Where a line holds the word "super", copy it from the records.

========

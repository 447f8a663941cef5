//! Single-owner bookkeeping for blobs handed out by one `FsBlobStore`.
//!
//! Every `FsBlob` obtained through the store holds a [`BlobLease`] on its
//! key.  While the lease lives, loading or creating the same key again fails
//! with [`FsBlobError::AlreadyOpen`], so no two handles cache diverging
//! images of one blob.  Dropping the handle releases the key.

use std::collections::HashSet;
use std::sync::{Arc, Mutex, MutexGuard};

use super::{FsBlobError, Result};
use crate::key::Key;

#[derive(Debug, Default)]
pub(crate) struct OpenBlobs {
    keys: Mutex<HashSet<Key>>,
}

impl OpenBlobs {
    fn keys(&self) -> MutexGuard<'_, HashSet<Key>> {
        self.keys.lock().unwrap_or_else(|poisoned| poisoned.into_inner())
    }

    pub fn acquire(self: &Arc<Self>, key: &Key) -> Result<BlobLease> {
        if !self.keys().insert(*key) {
            return Err(FsBlobError::AlreadyOpen(*key));
        }
        Ok(BlobLease { key: *key, open: Arc::clone(self) })
    }

    pub fn is_open(&self, key: &Key) -> bool {
        self.keys().contains(key)
    }
}

#[derive(Debug)]
pub(crate) struct BlobLease {
    key:  Key,
    open: Arc<OpenBlobs>,
}

impl Drop for BlobLease {
    fn drop(&mut self) {
        self.open.keys().remove(&self.key);
    }
}

#[cfg(test)]
mod tests {
    use super::*;

    #[test]
    fn lease_is_exclusive_until_dropped() {
        let open = Arc::new(OpenBlobs::default());
        let key = Key::random();
        let lease = open.acquire(&key).unwrap();
        assert!(open.is_open(&key));
        assert!(matches!(open.acquire(&key), Err(FsBlobError::AlreadyOpen(k)) if k == key));
        assert!(open.acquire(&Key::random()).is_ok());

        drop(lease);
        assert!(!open.is_open(&key));
        assert!(open.acquire(&key).is_ok());
    }
}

========

## Exercise answer
use super::{FsBlobError, Result};
    use super::*;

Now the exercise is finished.